Johannes Stark was appointed ‘extraordinary professor’ by the Technische Hochschule in Hannover in 1906 and after spending three years at that institution, he was appointed as a professor at the RWTH Aachen University. He taught at the latter institute for eight years.
In 1907, Stark asked the then little known Albert Einstein to write a piece on his principle of relativity for the scientific journal Jahbruch der Radioktivitat und Elektronik. He was the editor of the journal and was impressed with the theory in general.
In 1913, he discovered his most important discovery as a physicist, which was named ‘Stark Effect’. It refers to the shifting and splitting of spectral lines of atoms and molecules due to presence of an external electric field.
In 1917, the University of Greifswald appointed him as a professor and two years later he was awarded the Nobel Prize in Physics for his findings that later came to be known as the ‘Stark Effect’.
In 1920, he was employed by the University of Wurzberg in the capacity of a professor in the physics institute in the university and he stayed at the university for two years. After having won the Nobel Prize, he had used the prize money to set up a private laboratory of his own and he continued his experiments.
In 1933, he was elected by the members of the prestigious Physico-Technical Institute as their president. He performed his role as the president of the institute for six year and he retired thereafter. During that same period, he also served as the President of the German Research Association.
Following the emergence of the Nazi Party in Germany, Stark became an advocate of Nazi themed German nationalism and waged a personal battle against Albert Einstein and Werner Heisenberg. He called them the propagators of ‘Jewish Science’ and started his own scientific movement known as ‘German physics’. He also threatened fellow scientists to follow his lead. After the end of the Second World War, he was sentenced to prison for four years after being branded a ‘Major Offender’. The sentence, however, was suspended.
His scientific works cover three large fields: the electric currents in gases, spectroscopic analysis, and chemical valency. He produced more than 300 papers on different scientific findings but his most important work was that of demonstrating ‘Stark Effect’. A finding for which he won the Nobel Prize.

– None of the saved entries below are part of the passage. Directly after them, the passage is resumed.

//! SQLite-based session storage.
//!
//! Provides persistent storage for:
//! - Completed work and break intervals
//! - Completed exercises, with the bonus time extensions granted
//! - Key-value store for application state (history, snapshots, achievements)

use std::path::Path;

use chrono::{DateTime, Utc};
use rusqlite::{params, Connection};
use serde::{Deserialize, Serialize};

use super::data_dir;
use crate::error::DatabaseError;
use crate::exercise::Category;
use crate::session::Mode;

/// A completed work or break interval.
#[derive(Debug, Clone, PartialEq, Eq, Serialize, Deserialize)]
pub struct SessionRecord {
    pub id: i64,
    pub mode: Mode,
    /// Seconds actually spent before completion or skip.
    pub duration_secs: u64,
    pub completed_at: DateTime<Utc>,
}

/// A completed exercise.
#[derive(Debug, Clone, PartialEq, Eq, Serialize, Deserialize)]
pub struct ExerciseRecord {
    pub id: i64,
    pub exercise_id: String,
    pub name: String,
    pub kind: Category,
    /// Break time granted; zero for snacks.
    pub bonus_secs: u64,
    pub completed_at: DateTime<Utc>,
}

/// SQLite database for session storage.
pub struct Database {
    conn: Connection,
}

impl Database {
    /// Get a reference to the underlying SQLite connection.
    pub fn conn(&self) -> &Connection {
        &self.conn
    }

    /// Open the database at `~/.config/movemoro/movemoro.db`.
    ///
    /// # Errors
    /// Returns an error if the database cannot be opened or migrated.
    pub fn open() -> Result<Self, DatabaseError> {
        let dir = data_dir().map_err(|e| DatabaseError::QueryFailed(e.to_string()))?;
        Self::open_at(&dir.join("movemoro.db"))
    }

    /// Open (or create) the database file at `path`.
    ///
    /// # Errors
    /// Returns an error if the database cannot be opened or migrated.
    pub fn open_at(path: &Path) -> Result<Self, DatabaseError> {
        let conn = Connection::open(path).map_err(|source| DatabaseError::OpenFailed {
            path: path.to_path_buf(),
            source,
        })?;
        let db = Self { conn };
        db.migrate()?;
        Ok(db)
    }

    /// Open an in-memory database.
    ///
    /// # Errors
    /// Returns an error if the schema cannot be created.
    pub fn open_memory() -> Result<Self, DatabaseError> {
        let conn = Connection::open_in_memory()?;
        let db = Self { conn };
        db.migrate()?;
        Ok(db)
    }

    fn migrate(&self) -> Result<(), rusqlite::Error> {
        self.conn.execute_batch(
            "CREATE TABLE IF NOT EXISTS sessions (
                id           INTEGER PRIMARY KEY AUTOINCREMENT,
                mode         TEXT NOT NULL,
                duration_secs INTEGER NOT NULL,
                completed_at TEXT NOT NULL
            );

            CREATE TABLE IF NOT EXISTS exercises (
                id           INTEGER PRIMARY KEY AUTOINCREMENT,
                exercise_id  TEXT NOT NULL,
                name         TEXT NOT NULL DEFAULT '',
                kind         TEXT NOT NULL,
                bonus_secs   INTEGER NOT NULL DEFAULT 0,
                completed_at TEXT NOT NULL
            );

            CREATE TABLE IF NOT EXISTS kv (
                key   TEXT PRIMARY KEY,
                value TEXT NOT NULL
            );

            CREATE INDEX IF NOT EXISTS idx_sessions_completed_at ON sessions(completed_at);
            CREATE INDEX IF NOT EXISTS idx_exercises_completed_at ON exercises(completed_at);",
        )
    }

    /// Record a completed interval.
    ///
    /// # Errors
    /// Returns an error if the insert fails.
    pub fn record_session(
        &self,
        mode: Mode,
        duration_secs: u64,
        completed_at: DateTime<Utc>,
    ) -> Result<i64, DatabaseError> {
        self.conn.execute(
            "INSERT INTO sessions (mode, duration_secs, completed_at) VALUES (?1, ?2, ?3)",
            params![mode.as_str(), duration_secs, completed_at.to_rfc3339()],
        )?;
        Ok(self.conn.last_insert_rowid())
    }

    /// Record a completed exercise.
    ///
    /// # Errors
    /// Returns an error if the insert fails.
    pub fn record_exercise(
        &self,
        exercise_id: &str,
        name: &str,
        kind: Category,
        bonus_secs: u64,
        completed_at: DateTime<Utc>,
    ) -> Result<i64, DatabaseError> {
        self.conn.execute(
            "INSERT INTO exercises (exercise_id, name, kind, bonus_secs, completed_at)
             VALUES (?1, ?2, ?3, ?4, ?5)",
            params![
                exercise_id,
                name,
                kind.as_str(),
                bonus_secs,
                completed_at.to_rfc3339(),
            ],
        )?;
        Ok(self.conn.last_insert_rowid())
    }

    /// All recorded intervals, oldest first.
    pub fn sessions(&self) -> Result<Vec<SessionRecord>, DatabaseError> {
        let mut stmt = self.conn.prepare(
            "SELECT id, mode, duration_secs, completed_at FROM sessions ORDER BY completed_at, id",
        )?;
        let rows = stmt.query_map([], |row| {
            Ok((
                row.get::<_, i64>(0)?,
                row.get::<_, String>(1)?,
                row.get::<_, u64>(2)?,
                row.get::<_, String>(3)?,
            ))
        })?;

        let mut records = Vec::new();
        for row in rows {
            let (id, mode, duration_secs, completed_at) = row?;
            let Some(mode) = parse_mode(&mode) else {
                tracing::warn!(id, mode = %mode, "skipping session row with unknown mode");
                continue;
            };
            records.push(SessionRecord {
                id,
                mode,
                duration_secs,
                completed_at: parse_timestamp(&completed_at)?,
            });
        }
        Ok(records)
    }

    /// All recorded exercises, oldest first.
    pub fn exercises(&self) -> Result<Vec<ExerciseRecord>, DatabaseError> {
        let mut stmt = self.conn.prepare(
            "SELECT id, exercise_id, name, kind, bonus_secs, completed_at
             FROM exercises ORDER BY completed_at, id",
        )?;
        let rows = stmt.query_map([], |row| {
            Ok((
                row.get::<_, i64>(0)?,
                row.get::<_, String>(1)?,
                row.get::<_, String>(2)?,
                row.get::<_, String>(3)?,
                row.get::<_, u64>(4)?,
                row.get::<_, String>(5)?,
            ))
        })?;

        let mut records = Vec::new();
        for row in rows {
            let (id, exercise_id, name, kind, bonus_secs, completed_at) = row?;
            let kind = match kind.as_str() {
                "snack" => Category::Snack,
                "extension" => Category::Extension,
                other => {
                    tracing::warn!(id, kind = other, "skipping exercise row with unknown kind");
                    continue;
                }
            };
            records.push(ExerciseRecord {
                id,
                exercise_id,
                name,
                kind,
                bonus_secs,
                completed_at: parse_timestamp(&completed_at)?,
            });
        }
        Ok(records)
    }

    /// Get a value from the kv store.
    pub fn kv_get(&self, key: &str) -> Result<Option<String>, DatabaseError> {
        let mut stmt = self.conn.prepare("SELECT value FROM kv WHERE key = ?1")?;
        let result = stmt.query_row(params![key], |row| row.get::<_, String>(0));
        match result {
            Ok(v) => Ok(Some(v)),
            Err(rusqlite::Error::QueryReturnedNoRows) => Ok(None),
            Err(e) => Err(e.into()),
        }
    }

    /// Set a value in the kv store.
    pub fn kv_set(&self, key: &str, value: &str) -> Result<(), DatabaseError> {
        self.conn.execute(
            "INSERT OR REPLACE INTO kv (key, value) VALUES (?1, ?2)",
            params![key, value],
        )?;
        Ok(())
    }

    pub fn kv_delete(&self, key: &str) -> Result<(), DatabaseError> {
        self.conn.execute("DELETE FROM kv WHERE key = ?1", params![key])?;
        Ok(())
    }
}

fn parse_mode(s: &str) -> Option<Mode> {
    match s {
        "work" => Some(Mode::Work),
        "break" => Some(Mode::Break),
        "longBreak" => Some(Mode::LongBreak),
        _ => None,
    }
}

fn parse_timestamp(s: &str) -> Result<DateTime<Utc>, DatabaseError> {
    DateTime::parse_from_rfc3339(s)
        .map(|dt| dt.with_timezone(&Utc))
        .map_err(|e| DatabaseError::QueryFailed(format!("bad timestamp '{s}': {e}")))
}
use chrono::{DateTime, Utc};
use serde::{Deserialize, Serialize};

use crate::exercise::{Category, Exercise, SnackPair};
use crate::session::Mode;

/// Everything a presentation layer needs to mirror the session.
///
/// Every intent on the session machine returns the events it caused, in
/// order. The presentation layer holds no authoritative state of its own.
#[derive(Debug, Clone, PartialEq, Serialize, Deserialize)]
#[serde(tag = "type", rename_all = "snake_case")]
pub enum Event {
    /// Remaining whole seconds changed.
    Tick {
        remaining_secs: u64,
        progress: f64,
    },
    ModeChanged {
        mode: Mode,
        is_long_break: bool,
        duration_secs: u64,
        at: DateTime<Utc>,
    },
    TimerStarted {
        mode: Mode,
        remaining_secs: u64,
        at: DateTime<Utc>,
    },
    TimerPaused {
        mode: Mode,
        remaining_secs: u64,
        at: DateTime<Utc>,
    },
    TimerReset {
        mode: Mode,
        duration_secs: u64,
        at: DateTime<Utc>,
    },
    /// A work interval ended, organically or by skip.
    WorkCompleted {
        worked_secs: u64,
        at: DateTime<Utc>,
    },
    /// Snack exercises gating the next break.
    ExerciseChoices {
        pair: SnackPair,
    },
    ExerciseCompleted {
        exercise_id: String,
        name: String,
        category: Category,
        at: DateTime<Utc>,
    },
    /// Extension exercises offered during a break.
    ExtensionCandidates {
        exercises: Vec<Exercise>,
    },
    ExtensionGranted {
        exercise_id: String,
        before_secs: u64,
        after_secs: u64,
        bonus_secs: u64,
        at: DateTime<Utc>,
    },
    ExtensionClosed,
    BreakCompleted {
        mode: Mode,
        session_count: u32,
        at: DateTime<Utc>,
    },
}
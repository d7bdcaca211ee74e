use chrono::Local;
use movemoro_core::storage::Database;
use movemoro_core::Stats;

use super::format_secs;

pub fn run(json: bool) -> Result<(), Box<dyn std::error::Error>> {
    let db = Database::open()?;
    let stats = Stats::from_records(&db.sessions()?, &db.exercises()?, &Local::now());

    if json {
        println!("{}", serde_json::to_string_pretty(&stats)?);
        return Ok(());
    }
    println!("today:      {} sessions, {} focused", stats.today_sessions, format_secs(stats.today_focus_secs));
    println!("all time:   {} sessions, {:.1} h focused", stats.total_sessions, stats.total_focus_hours());
    println!("best day:   {} sessions", stats.best_day_sessions);
    println!("breaks:     {}", format_secs(stats.total_break_secs));
    println!(
        "exercises:  {} done, {} different",
        stats.exercises_completed, stats.unique_exercises
    );
    println!(
        "extensions: {} granted, {} bonus",
        stats.extensions_granted,
        format_secs(stats.bonus_break_secs)
    );
    Ok(())
}
use clap::Subcommand;
use movemoro_core::exercise::{Category, Environment, Exercise, ExerciseSelector};
use movemoro_core::storage::{FileStore, Store};

use super::{catalog_source, format_secs, parse_enum};

#[derive(Subcommand)]
pub enum ExercisesAction {
    /// List catalog exercises
    List {
        /// Only this category (snack, extension)
        #[arg(long, value_parser = parse_enum::<Category>)]
        category: Option<Category>,
        /// Only this environment (office, home)
        #[arg(long, value_parser = parse_enum::<Environment>)]
        environment: Option<Environment>,
        /// Print as JSON
        #[arg(long)]
        json: bool,
    },
    /// Show one exercise
    Show {
        /// Exercise id
        id: String,
    },
    /// Pick a snack pair the way the timer would, without recording it
    Suggest {
        /// Print as JSON
        #[arg(long)]
        json: bool,
    },
}

pub fn run(action: ExercisesAction) -> Result<(), Box<dyn std::error::Error>> {
    let store = FileStore::open()?;
    let settings = store.load_settings();
    let catalog = catalog_source(&settings).load_catalog()?;

    match action {
        ExercisesAction::List {
            category,
            environment,
            json,
        } => {
            let listed: Vec<&Exercise> = catalog
                .exercises()
                .iter()
                .filter(|e| category.map_or(true, |c| e.category == c))
                .filter(|e| environment.map_or(true, |env| e.environment == env))
                .collect();
            if json {
                println!("{}", serde_json::to_string_pretty(&listed)?);
            } else {
                for exercise in listed {
                    println!(
                        "{:<24} {:<9} {:<6} {:<6} {}",
                        exercise.id,
                        exercise.category,
                        exercise.environment,
                        exercise.difficulty,
                        exercise.name
                    );
                }
            }
        }
        ExercisesAction::Show { id } => {
            let exercise = catalog.get(&id).ok_or_else(|| format!("unknown exercise: {id}"))?;
            print_exercise(exercise);
        }
        ExercisesAction::Suggest { json } => {
            let mut selector =
                ExerciseSelector::new(catalog, store.load_history(), settings.exercise_preferences);
            let pair = selector.select_snack_pair();
            if json {
                println!("{}", serde_json::to_string_pretty(&pair)?);
            } else if pair.is_empty() {
                println!("no exercises match the current preferences");
            } else {
                for exercise in pair.iter() {
                    print_exercise(exercise);
                    println!();
                }
            }
        }
    }
    Ok(())
}

fn print_exercise(exercise: &Exercise) {
    println!("{} ({})", exercise.name, exercise.id);
    println!(
        "  {} / {} / {}, about {}",
        exercise.category,
        exercise.environment,
        exercise.difficulty,
        format_secs(exercise.duration_secs)
    );
    if exercise.break_extension_secs > 0 {
        println!("  extends a break by {}", format_secs(exercise.break_extension_secs));
    }
    if exercise.needs_equipment() {
        let equipment: Vec<&str> = exercise.equipment.iter().map(String::as_str).collect();
        println!("  equipment: {}", equipment.join(", "));
    }
    println!("  {}", exercise.instructions);
}
//! Exercise selection over a catalog and the rolling history.

use chrono::{DateTime, Utc};
use rand::rngs::StdRng;
use rand::seq::SliceRandom;
use rand::{Rng, SeedableRng};
use serde::{Deserialize, Serialize};

use super::catalog::{Catalog, Category, Environment, Exercise};
use super::filter::{eligible, select, SelectionContext, SelectionPreferences};
use super::history::CompletionHistory;

/// How many extension exercises are offered during a break.
pub const DEFAULT_EXTENSION_CHOICES: usize = 3;

/// One office and one home snack exercise.
///
/// A side is `None` only when nothing in the catalog can fill it under the
/// current hard filters.
#[derive(Debug, Clone, Default, PartialEq, Eq, Serialize, Deserialize)]
pub struct SnackPair {
    pub office: Option<Exercise>,
    pub home: Option<Exercise>,
}

impl SnackPair {
    pub fn iter(&self) -> impl Iterator<Item = &Exercise> + '_ {
        self.office.iter().chain(self.home.iter())
    }

    pub fn get(&self, id: &str) -> Option<&Exercise> {
        self.iter().find(|e| e.id == id)
    }

    pub fn contains(&self, id: &str) -> bool {
        self.get(id).is_some()
    }

    pub fn is_empty(&self) -> bool {
        self.office.is_none() && self.home.is_none()
    }
}

pub struct ExerciseSelector<R: Rng = StdRng> {
    catalog: Catalog,
    history: CompletionHistory,
    preferences: SelectionPreferences,
    /// Pair currently shown to the user, if any.
    current_pair: Option<SnackPair>,
    rng: R,
}

impl ExerciseSelector<StdRng> {
    pub fn new(catalog: Catalog, history: CompletionHistory, preferences: SelectionPreferences) -> Self {
        Self::with_rng(catalog, history, preferences, StdRng::from_entropy())
    }
}

impl<R: Rng> ExerciseSelector<R> {
    pub fn with_rng(
        catalog: Catalog,
        history: CompletionHistory,
        preferences: SelectionPreferences,
        rng: R,
    ) -> Self {
        Self {
            catalog,
            history,
            preferences,
            current_pair: None,
            rng,
        }
    }

    pub fn catalog(&self) -> &Catalog {
        &self.catalog
    }

    pub fn history(&self) -> &CompletionHistory {
        &self.history
    }

    pub fn preferences(&self) -> &SelectionPreferences {
        &self.preferences
    }

    pub fn set_preferences(&mut self, preferences: SelectionPreferences) {
        self.preferences = preferences;
    }

    pub fn current_pair(&self) -> Option<&SnackPair> {
        self.current_pair.as_ref()
    }

    /// Forget the displayed pair once it is no longer on screen.
    pub fn clear_current_pair(&mut self) {
        self.current_pair = None;
    }

    /// Pick a fresh office/home pair, avoiding the last few completions.
    pub fn select_snack_pair(&mut self) -> SnackPair {
        self.pick_pair(&[])
    }

    /// Replace the pair on screen.
    ///
    /// Exercises in the displayed pair are also avoided, so the result
    /// differs whenever the catalog allows.
    pub fn regenerate_snack_pair(&mut self) -> SnackPair {
        let displayed: Vec<String> = self
            .current_pair
            .iter()
            .flat_map(|p| p.iter().map(|e| e.id.clone()))
            .collect();
        let displayed: Vec<&str> = displayed.iter().map(String::as_str).collect();
        self.pick_pair(&displayed)
    }

    fn pick_pair(&mut self, exclude_ids: &[&str]) -> SnackPair {
        let recent = self.history.recent_ids();
        let mut pick = |environment: Environment| {
            let pool = self.catalog.pool(Category::Snack, Some(environment));
            select(&pool, &self.preferences, &recent, exclude_ids, &mut self.rng).cloned()
        };
        let pair = SnackPair {
            office: pick(Environment::Office),
            home: pick(Environment::Home),
        };

        tracing::debug!(
            office = pair.office.as_ref().map(|e| e.id.as_str()),
            home = pair.home.as_ref().map(|e| e.id.as_str()),
            "selected snack pair"
        );
        self.current_pair = Some(pair.clone());
        pair
    }

    /// Up to `count` distinct extension exercises in random order.
    pub fn select_extension_candidates(&mut self, count: usize) -> Vec<Exercise> {
        let pool = self.catalog.pool(Category::Extension, None);
        let recent = self.history.recent_ids();
        let ctx = SelectionContext {
            preferences: &self.preferences,
            recent_ids: &recent,
            exclude_ids: &[],
        };
        let mut available = eligible(&pool, &ctx);
        available.shuffle(&mut self.rng);
        available.into_iter().take(count).cloned().collect()
    }

    pub fn record_completion(&mut self, exercise: &Exercise, at: DateTime<Utc>) {
        self.history.record(exercise, at);
    }
}

#[cfg(test)]
mod tests {
    use super::*;
    use crate::exercise::catalog::{BuiltinCatalog, CatalogSource, Difficulty};
    use crate::exercise::filter::{is_floor_exercise, DifficultyPreference};
    use rand_pcg::Pcg64;
    use std::collections::HashSet;

    fn selector(prefs: SelectionPreferences, seed: u64) -> ExerciseSelector<Pcg64> {
        let catalog = BuiltinCatalog.load_catalog().unwrap();
        ExerciseSelector::with_rng(catalog, CompletionHistory::new(), prefs, Pcg64::seed_from_u64(seed))
    }

    #[test]
    fn snack_pair_has_one_of_each_environment() {
        let mut sel = selector(SelectionPreferences::default(), 1);
        for _ in 0..50 {
            let pair = sel.select_snack_pair();
            let office = pair.office.unwrap();
            let home = pair.home.unwrap();
            assert_eq!(office.environment, Environment::Office);
            assert_eq!(home.environment, Environment::Home);
            assert_eq!(office.category, Category::Snack);
            assert_eq!(home.category, Category::Snack);
        }
    }

    #[test]
    fn regenerate_changes_the_pair() {
        let mut sel = selector(SelectionPreferences::default(), 2);
        for _ in 0..30 {
            let first = sel.select_snack_pair();
            let second = sel.regenerate_snack_pair();
            assert_ne!(first.office, second.office);
            assert_ne!(first.home, second.home);
        }
    }

    #[test]
    fn recent_completions_are_avoided() {
        let mut sel = selector(SelectionPreferences::default(), 3);
        let office_pool: Vec<Exercise> = sel
            .catalog()
            .pool(Category::Snack, Some(Environment::Office))
            .into_iter()
            .cloned()
            .collect();
        for ex in office_pool.iter().take(5) {
            sel.record_completion(ex, Utc::now());
        }
        let recent: HashSet<String> = office_pool.iter().take(5).map(|e| e.id.clone()).collect();
        for _ in 0..40 {
            sel.clear_current_pair();
            let office = sel.select_snack_pair().office.unwrap();
            assert!(!recent.contains(&office.id), "picked recent {}", office.id);
        }
    }

    #[test]
    fn preferences_are_honoured() {
        let prefs = SelectionPreferences {
            difficulty: DifficultyPreference::Easy,
            exclude_floor_exercises: true,
            exclude_equipment: true,
        };
        let mut sel = selector(prefs, 4);
        for _ in 0..40 {
            sel.clear_current_pair();
            for ex in sel.select_snack_pair().iter() {
                assert_eq!(ex.difficulty, Difficulty::Easy);
                assert!(ex.equipment.is_empty());
                assert!(!is_floor_exercise(ex));
            }
        }
    }

    #[test]
    fn extension_candidates_are_distinct_and_bounded() {
        let mut sel = selector(SelectionPreferences::default(), 5);
        let picks = sel.select_extension_candidates(DEFAULT_EXTENSION_CHOICES);
        assert_eq!(picks.len(), DEFAULT_EXTENSION_CHOICES);
        let ids: HashSet<_> = picks.iter().map(|e| e.id.as_str()).collect();
        assert_eq!(ids.len(), picks.len());
        assert!(picks.iter().all(|e| e.category == Category::Extension));

        let all = sel.select_extension_candidates(100);
        assert_eq!(all.len(), sel.catalog().pool(Category::Extension, None).len());
    }

    #[test]
    fn empty_catalog_yields_nothing() {
        let mut sel = ExerciseSelector::with_rng(
            Catalog::default(),
            CompletionHistory::new(),
            SelectionPreferences::default(),
            Pcg64::seed_from_u64(6),
        );
        assert!(sel.select_snack_pair().is_empty());
        assert!(sel.select_extension_candidates(3).is_empty());
    }
}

Johannes Stark was born in Schickenhof, Kingdom of Bavaria on 15 April 1874. His father was a land owner.
He received his early education from Bayreuth Gymnasium (secondary school) and after the stint at Bayreuth he went on to study at Regensburg.
In 1894, he enrolled at the University of Munich and graduated in 1897. He studied physics and mathematics along with chemistry at the university and submitted a doctoral dissertation on Newton's electrochronic rings in a certain type of dim media..
Following his graduation from the University of Munich, he worked at the Physics Institute at the University of Munich, in different capacities. In 1900, he became unsalaried university lecturer of physics at the University of Göttingen.
Johannes Stark Luise Uepler and the couple had five children.
He died on 21 June 1957, at the age of 83, in Traunstein, Germany.
He was awarded the Matteucci Medal by the Rome Academy in 1915. In 1919, he won the Nobel Prize in Physics "for his discovery of the Doppler effect in canal rays and the splitting of spectral lines in electric fields". The amount of splitting or shifting is called the Stark splitting or Stark shift.